> _Your instructions_:
The number of lines below holding the string "entity" is the only answer wanted.

> _Dataset entries_:
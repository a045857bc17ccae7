//! Embedded directory schemas.
//!
//! This module provides the core user attribute types (RFC 4519, plus the
//! commonly deployed inetOrgPerson/COSINE types) and the operational attribute
//! types (RFC 4512, RFC 4530, RFC 3296) as static JSON strings, so a registry
//! can be built without any schema files.

/// Returns the core user attribute types as a JSON string.
pub fn core_schema() -> &'static str {
    r#"{
  "id": "core",
  "name": "Core",
  "description": "User application attribute types",
  "attributeTypes": [
    {
      "oid": "2.5.4.0",
      "names": ["objectClass"],
      "syntax": "1.3.6.1.4.1.1466.115.121.1.38",
      "equality": "objectIdentifierMatch"
    },
    {
      "oid": "2.5.4.1",
      "names": ["aliasedObjectName", "aliasedEntryName"],
      "syntax": "1.3.6.1.4.1.1466.115.121.1.12",
      "equality": "distinguishedNameMatch",
      "singleValued": true
    },
    {
      "oid": "2.5.4.41",
      "names": ["name"],
      "syntax": "1.3.6.1.4.1.1466.115.121.1.15",
      "equality": "caseIgnoreMatch",
      "substring": "caseIgnoreSubstringsMatch"
    },
    {
      "oid": "2.5.4.3",
      "names": ["cn", "commonName"],
      "description": "RFC4519: common name(s) for which the entity is known by",
      "sup": "name"
    },
    {
      "oid": "2.5.4.4",
      "names": ["sn", "surname"],
      "description": "RFC4519: last (family) name(s) for which the entity is known by",
      "sup": "name"
    },
    {
      "oid": "2.5.4.42",
      "names": ["givenName", "gn"],
      "sup": "name"
    },
    {
      "oid": "2.5.4.6",
      "names": ["c", "countryName"],
      "sup": "name",
      "singleValued": true
    },
    {
      "oid": "2.5.4.7",
      "names": ["l", "localityName"],
      "sup": "name"
    },
    {
      "oid": "2.5.4.8",
      "names": ["st", "stateOrProvinceName"],
      "sup": "name"
    },
    {
      "oid": "2.5.4.10",
      "names": ["o", "organizationName"],
      "sup": "name"
    },
    {
      "oid": "2.5.4.11",
      "names": ["ou", "organizationalUnitName"],
      "sup": "name"
    },
    {
      "oid": "2.5.4.12",
      "names": ["title"],
      "sup": "name"
    },
    {
      "oid": "2.5.4.13",
      "names": ["description"],
      "syntax": "1.3.6.1.4.1.1466.115.121.1.15",
      "equality": "caseIgnoreMatch",
      "substring": "caseIgnoreSubstringsMatch"
    },
    {
      "oid": "2.5.4.20",
      "names": ["telephoneNumber"],
      "syntax": "1.3.6.1.4.1.1466.115.121.1.50",
      "equality": "telephoneNumberMatch",
      "substring": "telephoneNumberSubstringsMatch"
    },
    {
      "oid": "2.5.4.31",
      "names": ["member"],
      "syntax": "1.3.6.1.4.1.1466.115.121.1.12",
      "equality": "distinguishedNameMatch"
    },
    {
      "oid": "2.5.4.35",
      "names": ["userPassword"],
      "syntax": "1.3.6.1.4.1.1466.115.121.1.40",
      "equality": "octetStringMatch"
    },
    {
      "oid": "2.5.4.36",
      "names": ["userCertificate"],
      "syntax": "1.3.6.1.4.1.1466.115.121.1.8",
      "equality": "certificateExactMatch"
    },
    {
      "oid": "0.9.2342.19200300.100.1.1",
      "names": ["uid", "userid"],
      "syntax": "1.3.6.1.4.1.1466.115.121.1.15",
      "equality": "caseIgnoreMatch",
      "substring": "caseIgnoreSubstringsMatch"
    },
    {
      "oid": "0.9.2342.19200300.100.1.3",
      "names": ["mail", "rfc822Mailbox"],
      "syntax": "1.3.6.1.4.1.1466.115.121.1.26",
      "equality": "caseIgnoreIA5Match",
      "substring": "caseIgnoreIA5SubstringsMatch"
    },
    {
      "oid": "0.9.2342.19200300.100.1.25",
      "names": ["dc", "domainComponent"],
      "syntax": "1.3.6.1.4.1.1466.115.121.1.26",
      "equality": "caseIgnoreIA5Match",
      "substring": "caseIgnoreIA5SubstringsMatch",
      "singleValued": true
    },
    {
      "oid": "0.9.2342.19200300.100.1.60",
      "names": ["jpegPhoto"],
      "syntax": "1.3.6.1.4.1.1466.115.121.1.28"
    },
    {
      "oid": "2.16.840.1.113730.3.1.241",
      "names": ["displayName"],
      "syntax": "1.3.6.1.4.1.1466.115.121.1.15",
      "equality": "caseIgnoreMatch",
      "substring": "caseIgnoreSubstringsMatch",
      "singleValued": true
    },
    {
      "oid": "2.16.840.1.113730.3.1.3",
      "names": ["employeeNumber"],
      "syntax": "1.3.6.1.4.1.1466.115.121.1.15",
      "equality": "caseIgnoreMatch",
      "singleValued": true
    },
    {
      "oid": "1.3.6.1.1.1.1.0",
      "names": ["uidNumber"],
      "syntax": "1.3.6.1.4.1.1466.115.121.1.27",
      "equality": "integerMatch",
      "ordering": "integerOrderingMatch",
      "singleValued": true
    },
    {
      "oid": "1.3.6.1.1.1.1.1",
      "names": ["gidNumber"],
      "syntax": "1.3.6.1.4.1.1466.115.121.1.27",
      "equality": "integerMatch",
      "ordering": "integerOrderingMatch",
      "singleValued": true
    }
  ]
}"#
}

/// Returns the operational attribute types as a JSON string.
pub fn operational_schema() -> &'static str {
    r#"{
  "id": "operational",
  "name": "Operational",
  "description": "Operational attribute types maintained by the server",
  "attributeTypes": [
    {
      "oid": "2.5.18.1",
      "names": ["createTimestamp"],
      "syntax": "1.3.6.1.4.1.1466.115.121.1.24",
      "equality": "generalizedTimeMatch",
      "ordering": "generalizedTimeOrderingMatch",
      "singleValued": true,
      "usage": "directoryOperation"
    },
    {
      "oid": "2.5.18.2",
      "names": ["modifyTimestamp"],
      "syntax": "1.3.6.1.4.1.1466.115.121.1.24",
      "equality": "generalizedTimeMatch",
      "ordering": "generalizedTimeOrderingMatch",
      "singleValued": true,
      "usage": "directoryOperation"
    },
    {
      "oid": "2.5.18.3",
      "names": ["creatorsName"],
      "syntax": "1.3.6.1.4.1.1466.115.121.1.12",
      "equality": "distinguishedNameMatch",
      "singleValued": true,
      "usage": "directoryOperation"
    },
    {
      "oid": "2.5.18.4",
      "names": ["modifiersName"],
      "syntax": "1.3.6.1.4.1.1466.115.121.1.12",
      "equality": "distinguishedNameMatch",
      "singleValued": true,
      "usage": "directoryOperation"
    },
    {
      "oid": "2.5.18.10",
      "names": ["subschemaSubentry"],
      "syntax": "1.3.6.1.4.1.1466.115.121.1.12",
      "equality": "distinguishedNameMatch",
      "singleValued": true,
      "usage": "directoryOperation"
    },
    {
      "oid": "1.3.6.1.1.16.4",
      "names": ["entryUUID"],
      "syntax": "1.3.6.1.1.16.1",
      "equality": "uuidMatch",
      "ordering": "uuidOrderingMatch",
      "singleValued": true,
      "usage": "directoryOperation"
    },
    {
      "oid": "1.3.6.1.1.20",
      "names": ["entryDN"],
      "syntax": "1.3.6.1.4.1.1466.115.121.1.12",
      "equality": "distinguishedNameMatch",
      "singleValued": true,
      "usage": "directoryOperation"
    },
    {
      "oid": "2.16.840.1.113730.3.1.34",
      "names": ["ref"],
      "syntax": "1.3.6.1.4.1.1466.115.121.1.15",
      "equality": "caseExactMatch",
      "usage": "distributedOperation"
    },
    {
      "oid": "1.3.6.1.4.1.4203.666.1.7",
      "names": ["entryCSN"],
      "syntax": "1.3.6.1.4.1.1466.115.121.1.26",
      "equality": "caseExactIA5Match",
      "singleValued": true,
      "usage": "dSAOperation"
    },
    {
      "oid": "1.3.6.1.4.1.4203.666.1.25",
      "names": ["contextCSN"],
      "syntax": "1.3.6.1.4.1.1466.115.121.1.26",
      "equality": "caseExactIA5Match",
      "usage": "dSAOperation"
    }
  ]
}"#
}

> _Answer to this exercise_:
2